Coronavirus exposes the obscenity of economic injustice
COVID-19 arrived on the shores of a country ill prepared. But Ramaphosa demonstrated high quality leadership as his government pre-emptively responded with alacrity. Yet the virus uncovered the poverty and squalor in which the majority of South Africans live. It was ironic that Ramaphosa was shocked when he encountered inhumane conditions in one of the settlements in the Free State during the recent anniversary of the ANC. Nearly three decades after liberation, Statistics South Africa shows that 56% of the population live in poverty. If the ANC had any conscience left, the president’s encounter would have shaken whatever is left of its moral foundation, but the celebrations went on uninterrupted – until COVID-19 showed up.
A fleeting opportunity
The national mobilisation of the entire population against the virus and the ensuing social solidarity affords the country the chance to defeat the disease. However, it will be the height of folly to go back to business as usual and ignore apartheid’s deep deficit, which neo-liberalism and corruption have reinforced. As troublesome as the times are, the current moment offers Ramaphosa and the ANC an ephemeral opportunity to rediscover its soul by shedding the delusion of neo-liberalism and focusing on building a productive economy that will offer real, dignified work and livelihoods. It is astounding to see how worried the establishment is about the international credit rating agencies downgrading South Africa. The same elite do not seem to spend a moment thinking about millions of South Africans deprived of basic needs. Similarly, the ANC and the government have failed to enquire why the Chinese state-owned enterprises (SOEs) are profitable while ours flounder.
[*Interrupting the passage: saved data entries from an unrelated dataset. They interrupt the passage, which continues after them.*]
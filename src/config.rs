//! # Run configuration and demo argument parsing.
//!
//! [`RunConfig`] is built once at startup and read-only afterwards. The demo
//! binary parses it from `-d/-s/-v` style flags via [`parse_args`]; library
//! users construct it directly.
//!
//! ## Field semantics
//! - `domain_id`: broker domain the endpoints attach to
//! - `sample_count`: publish/receive budget (`u32::MAX` = effectively unbounded)
//! - `verbosity`: gates diagnostic output on stderr; sample output is always
//!   printed

use std::path::PathBuf;
use std::str::FromStr;

use crate::error::ConfigError;

/// Immutable per-run settings shared by producer and subscriber.
#[derive(Debug, Clone, Copy, PartialEq, Eq)]
pub struct RunConfig {
    /// Broker domain to attach to.
    pub domain_id: u32,
    /// Number of samples to publish (producer) or receive (subscriber).
    pub sample_count: u32,
    /// Diagnostic output level.
    pub verbosity: Verbosity,
}

impl Default for RunConfig {
    /// Defaults mirror the demo's historical behavior: domain 0, run until
    /// interrupted, errors only.
    fn default() -> Self {
        Self {
            domain_id: 0,
            sample_count: u32::MAX,
            verbosity: Verbosity::Error,
        }
    }
}

/// Diagnostic output level, lowest to highest.
#[derive(Debug, Clone, Copy, PartialEq, Eq, PartialOrd, Ord)]
pub enum Verbosity {
    /// No diagnostics at all.
    Silent,
    /// Fatal problems only.
    Error,
    /// Recoverable oddities (lag, fallback paths).
    Warn,
    /// Progress lines (endpoints created, counts reached).
    Info,
    /// Per-iteration detail.
    Debug,
}

impl FromStr for Verbosity {
    type Err = ConfigError;

    /// Accepts level names (case-insensitive) or the numerals 0-4.
    fn from_str(s: &str) -> Result<Self, Self::Err> {
        match s.to_ascii_lowercase().as_str() {
            "silent" | "0" => Ok(Verbosity::Silent),
            "error" | "1" => Ok(Verbosity::Error),
            "warn" | "2" => Ok(Verbosity::Warn),
            "info" | "3" => Ok(Verbosity::Info),
            "debug" | "4" => Ok(Verbosity::Debug),
            other => Err(ConfigError::InvalidValue {
                flag: "--verbosity".to_string(),
                value: other.to_string(),
            }),
        }
    }
}

/// Everything the demo binary needs after argument parsing.
#[derive(Debug, Clone, PartialEq, Eq)]
pub struct DemoArgs {
    /// Parsed run settings.
    pub config: RunConfig,
    /// Optional path to a fortunes resource (`-f`); `None` means the default
    /// `fortunes` file in the working directory.
    pub fortunes: Option<PathBuf>,
    /// `-h`/`--help` was given; print usage and exit successfully.
    pub help: bool,
}

/// Usage text for the demo binary.
pub const USAGE: &str = "\
usage: pubsub [options]
  -d, --domain <id>        broker domain id (default: 0)
  -s, --samples <count>    samples to publish/receive (default: unbounded)
  -v, --verbosity <level>  silent|error|warn|info|debug or 0-4 (default: error)
  -f, --fortunes <path>    fortunes file (default: ./fortunes)
  -h, --help               print this help and exit";

/// Parses demo arguments (without the program name).
///
/// Unknown flags, missing values, and unparsable values are configuration
/// errors; the caller prints [`USAGE`] and exits with failure status.
pub fn parse_args<I>(args: I) -> Result<DemoArgs, ConfigError>
where
    I: IntoIterator<Item = String>,
{
    let mut out = DemoArgs {
        config: RunConfig::default(),
        fortunes: None,
        help: false,
    };

    let mut it = args.into_iter();
    while let Some(arg) = it.next() {
        match arg.as_str() {
            "-h" | "--help" => out.help = true,
            "-d" | "--domain" => out.config.domain_id = numeric(&arg, it.next())?,
            "-s" | "--samples" => out.config.sample_count = numeric(&arg, it.next())?,
            "-v" | "--verbosity" => {
                out.config.verbosity = required(&arg, it.next())?.parse()?;
            }
            "-f" | "--fortunes" => {
                out.fortunes = Some(PathBuf::from(required(&arg, it.next())?));
            }
            _ => {
                return Err(ConfigError::UnknownArgument { arg });
            }
        }
    }
    Ok(out)
}

fn required(flag: &str, value: Option<String>) -> Result<String, ConfigError> {
    value.ok_or_else(|| ConfigError::MissingValue {
        flag: flag.to_string(),
    })
}

fn numeric(flag: &str, value: Option<String>) -> Result<u32, ConfigError> {
    let value = required(flag, value)?;
    value.parse().map_err(|_| ConfigError::InvalidValue {
        flag: flag.to_string(),
        value,
    })
}

#[cfg(test)]
mod tests {
    use super::*;

    fn args(list: &[&str]) -> Vec<String> {
        list.iter().map(|s| s.to_string()).collect()
    }

    #[test]
    fn defaults_when_no_arguments() {
        let parsed = parse_args(args(&[])).unwrap();
        assert_eq!(parsed.config, RunConfig::default());
        assert_eq!(parsed.fortunes, None);
        assert!(!parsed.help);
    }

    #[test]
    fn parses_all_flags() {
        let parsed = parse_args(args(&[
            "-d", "7", "--samples", "12", "-v", "debug", "-f", "my-fortunes",
        ]))
        .unwrap();
        assert_eq!(parsed.config.domain_id, 7);
        assert_eq!(parsed.config.sample_count, 12);
        assert_eq!(parsed.config.verbosity, Verbosity::Debug);
        assert_eq!(parsed.fortunes, Some(PathBuf::from("my-fortunes")));
    }

    #[test]
    fn verbosity_accepts_numerals() {
        let parsed = parse_args(args(&["-v", "3"])).unwrap();
        assert_eq!(parsed.config.verbosity, Verbosity::Info);
    }

    #[test]
    fn unknown_argument_is_rejected() {
        let err = parse_args(args(&["--frobnicate"])).unwrap_err();
        assert_eq!(err.as_label(), "config_unknown_argument");
    }

    #[test]
    fn missing_value_is_rejected() {
        let err = parse_args(args(&["-s"])).unwrap_err();
        assert_eq!(err.as_label(), "config_missing_value");
    }

    #[test]
    fn bad_numeral_is_rejected() {
        let err = parse_args(args(&["-d", "many"])).unwrap_err();
        assert_eq!(err.as_label(), "config_invalid_value");
    }

    #[test]
    fn help_short_circuits_nothing_else() {
        let parsed = parse_args(args(&["-h", "-s", "5"])).unwrap();
        assert!(parsed.help);
        assert_eq!(parsed.config.sample_count, 5);
    }

    #[test]
    fn verbosity_levels_are_ordered() {
        assert!(Verbosity::Debug > Verbosity::Info);
        assert!(Verbosity::Info > Verbosity::Warn);
        assert!(Verbosity::Warn > Verbosity::Error);
        assert!(Verbosity::Error > Verbosity::Silent);
    }
}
The massive disruption induced by COVID-19 offers Ramaphosa, his team and the country an extraordinary opportunity to turn the economic soil inside out. This is not some crazy counsel, but a sensible one that rebalances profits and people’s livelihoods. The first steps in such a task is to rewire the SOEs in such a way that they become profitable, but meanwhile offer their employees a stake in the enterprises through a profit/loss sharing scheme with the state. Simultaneously, the SOEs must be prohibited from running at a loss for two consecutive years at a time. A skilled and ethical management must also be given full professional autonomy. Secondly, the government must urgently reassess its neo-liberal trade policy, and do everything conceivable to champion the local production of goods to satisfy the needs of the vast majority of citizens. Thirdly, progressive land reform need not engender economic dislocation if huge farms are transformed into shareholding enterprises for all the people who work the land.
To break the back of obscene poverty South Africa requires a radical social settlement. This is the only real option; otherwise, the long walk to freedom would have been in vain.
Professor Abdi Samatar is a Research fellow at the University of Pretoria and professor at the University of Minnesota.